Early neurogenesis in the zebrafish embryo

U Strahle and P Blader
Department of Zoology, University of Oxford, U.K.

Zebrafish embryos represent an attractive system for the study of early vertebrate neurogenesis. The embryos develop outside of the mother and are transparent allowing analysis at the cellular level in the living embryo during all phases of early neurogenesis. The teleostean neural tube is generated by a mechanism different from that of other vertebrates. A massive keel is formed first and the central canal appears by subsequent cavitation. Despite this, however, the organization of the neural plate and the neural keel resembles that of other vertebrates in many aspects. Oriented cell divisions coupled with oriented cell intercalations appear to be involved in the morphogenesis of the neural keel. Embryos mutant in the cyclops gene show deficiencies in the ventral neural tube. They lack the floor plate and the ventral parts of the diencephalon.
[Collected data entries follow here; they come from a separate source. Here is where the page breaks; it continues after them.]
// species.rs
// Per-species, per-state transport and display properties

use crate::error::{SimError, SimResult};
use crate::molecule::MolecState;
use crate::utils::Vec3;
use palette::Srgb;

#[derive(Clone, Debug)]
pub struct SpeciesProps {
    pub difc: f64,
    /// rms step length per axis, `sqrt(2 * difc * dt)`; set when parameters are computed.
    pub difstep: f64,
    /// Anisotropic diffusion matrix; displacement is `difm * g * sqrt(2 dt)`.
    pub difm: Option<[[f64; 3]; 3]>,
    pub drift: Option<Vec3>,
    /// Drift of bound molecules, keyed by surface index.
    pub surfdrift: Vec<(usize, Vec3)>,
    pub display_size: f64,
    pub color: Srgb<f32>,
}

impl Default for SpeciesProps {
    fn default() -> Self {
        Self {
            difc: 0.0,
            difstep: 0.0,
            difm: None,
            drift: None,
            surfdrift: Vec::new(),
            display_size: 1.0,
            color: Srgb::new(0.0, 0.0, 0.0),
        }
    }
}

/// Species 0 is the reserved empty species.
pub struct SpeciesTable {
    names: Vec<String>,
    props: Vec<[SpeciesProps; MolecState::COUNT]>,
}

impl Default for SpeciesTable {
    fn default() -> Self {
        Self::new()
    }
}

impl SpeciesTable {
    pub fn new() -> Self {
        Self {
            names: vec!["empty".to_string()],
            props: vec![Default::default()],
        }
    }

    pub fn add(&mut self, name: &str) -> SimResult<usize> {
        let valid = !name.is_empty()
            && name.chars().all(|c| c.is_alphanumeric() || c == '_')
            && name != "empty"
            && name != "all";
        if !valid {
            return Err(SimError::config(format!("invalid species name '{name}'")));
        }
        if self.names.iter().any(|n| n == name) {
            return Err(SimError::config(format!("duplicate species '{name}'")));
        }
        self.names.push(name.to_string());
        self.props.push(Default::default());
        Ok(self.names.len() - 1)
    }

    pub fn index(&self, name: &str) -> SimResult<usize> {
        self.names
            .iter()
            .position(|n| n == name)
            .filter(|&i| i != 0)
            .ok_or_else(|| SimError::unknown("species", name))
    }

    pub fn name(&self, ident: usize) -> &str {
        &self.names[ident]
    }

    /// Number of species including the empty species.
    pub fn len(&self) -> usize {
        self.names.len()
    }

    pub fn is_empty(&self) -> bool {
        self.names.len() <= 1
    }

    pub fn props(&self, ident: usize, state: MolecState) -> &SpeciesProps {
        &self.props[ident][state.index()]
    }

    fn for_states(
        &mut self,
        ident: usize,
        state: MolecState,
        mut f: impl FnMut(&mut SpeciesProps),
    ) -> SimResult<()> {
        if ident == 0 || ident >= self.props.len() {
            return Err(SimError::config(format!("species index {ident} out of range")));
        }
        if state == MolecState::Bsoln {
            return Err(SimError::config("bsoln is not a molecule state"));
        }
        for ms in state.expand() {
            f(&mut self.props[ident][ms.index()]);
        }
        Ok(())
    }

    pub fn set_difc(&mut self, ident: usize, state: MolecState, difc: f64) -> SimResult<()> {
        if !(difc >= 0.0) {
            return Err(SimError::config(format!("diffusion coefficient must be non-negative, got {difc}")));
        }
        self.for_states(ident, state, |p| p.difc = difc)
    }

    pub fn set_difm(&mut self, ident: usize, state: MolecState, m: [[f64; 3]; 3]) -> SimResult<()> {
        self.for_states(ident, state, |p| {
            p.difm = Some(m);
            // isotropic-equivalent coefficient from the trace of M M^T / dim
            let mut tr = 0.0;
            for row in &m {
                for v in row {
                    tr += v * v;
                }
            }
            p.difc = tr / 3.0;
        })
    }

    pub fn set_drift(&mut self, ident: usize, state: MolecState, drift: Vec3) -> SimResult<()> {
        self.for_states(ident, state, |p| p.drift = Some(drift))
    }

    pub fn set_surface_drift(
        &mut self,
        ident: usize,
        state: MolecState,
        surface: usize,
        drift: Vec3,
    ) -> SimResult<()> {
        self.for_states(ident, state, |p| {
            p.surfdrift.retain(|(s, _)| *s != surface);
            p.surfdrift.push((surface, drift));
        })
    }

    pub fn set_display_size(&mut self, ident: usize, state: MolecState, size: f64) -> SimResult<()> {
        self.for_states(ident, state, |p| p.display_size = size)
    }

    pub fn set_color(&mut self, ident: usize, state: MolecState, color: Srgb<f32>) -> SimResult<()> {
        self.for_states(ident, state, |p| p.color = color)
    }

    /// Fill rms step lengths for timestep `dt`.
    pub fn compute_steps(&mut self, dt: f64) {
        for per_state in &mut self.props {
            for p in per_state.iter_mut() {
                p.difstep = (2.0 * p.difc * dt).sqrt();
            }
        }
    }

    pub fn max_difstep(&self) -> f64 {
        self.props
            .iter()
            .skip(1)
            .flat_map(|s| s.iter())
            .map(|p| p.difstep)
            .fold(0.0, f64::max)
    }
}

/// Parse a named color ("red", "steelblue") or a hex triple ("#ff8800").
pub fn parse_color(s: &str) -> SimResult<Srgb<f32>> {
    let s = s.trim();
    if let Some(hex) = s.strip_prefix('#') {
        let bad = || SimError::config(format!("invalid color '{s}'"));
        if hex.len() != 6 {
            return Err(bad());
        }
        let channel = |i: usize| u8::from_str_radix(&hex[i..i + 2], 16).map_err(|_| bad());
        let c = Srgb::new(channel(0)?, channel(2)?, channel(4)?);
        return Ok(c.into_format());
    }
    palette::named::from_str(&s.to_ascii_lowercase())
        .map(|c| c.into_format())
        .ok_or_else(|| SimError::unknown("color", s))
}

#[cfg(test)]
mod tests {
    use super::*;

    #[test]
    fn names_resolve_and_empty_is_reserved() {
        let mut t = SpeciesTable::new();
        let a = t.add("A").unwrap();
        assert_eq!(a, 1);
        assert_eq!(t.index("A").unwrap(), 1);
        assert!(t.index("empty").is_err());
        assert!(t.add("A").is_err());
        assert!(t.add("bad name").is_err());
    }

    #[test]
    fn all_state_sets_every_state() {
        let mut t = SpeciesTable::new();
        let a = t.add("A").unwrap();
        t.set_difc(a, MolecState::All, 2.0).unwrap();
        t.set_difc(a, MolecState::Front, 0.5).unwrap();
        t.compute_steps(0.01);
        assert_eq!(t.props(a, MolecState::Soln).difc, 2.0);
        assert_eq!(t.props(a, MolecState::Front).difc, 0.5);
        assert!((t.props(a, MolecState::Soln).difstep - 0.2).abs() < 1e-12);
    }

    #[test]
    fn colors_parse() {
        let red = parse_color("red").unwrap();
        assert!((red.red - 1.0).abs() < 1e-6 && red.green.abs() < 1e-6);
        let c = parse_color("#0080ff").unwrap();
        assert!((c.blue - 1.0).abs() < 1e-6);
        assert!(parse_color("notacolor").is_err());
    }
}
Two recently cloned genes, axial and sonic hedgehog, have been implicated in the development of the ventral midline of the neural tube. Expression of axial and sonic hedgehog is impaired by the cyclops mutation in the midline of the neural plate. This, together with the effects of ectopic expression of the two cloned genes, suggests that axial, sonic hedgehog, and cyclops are part of the regulatory cascade leading to floor plate formation.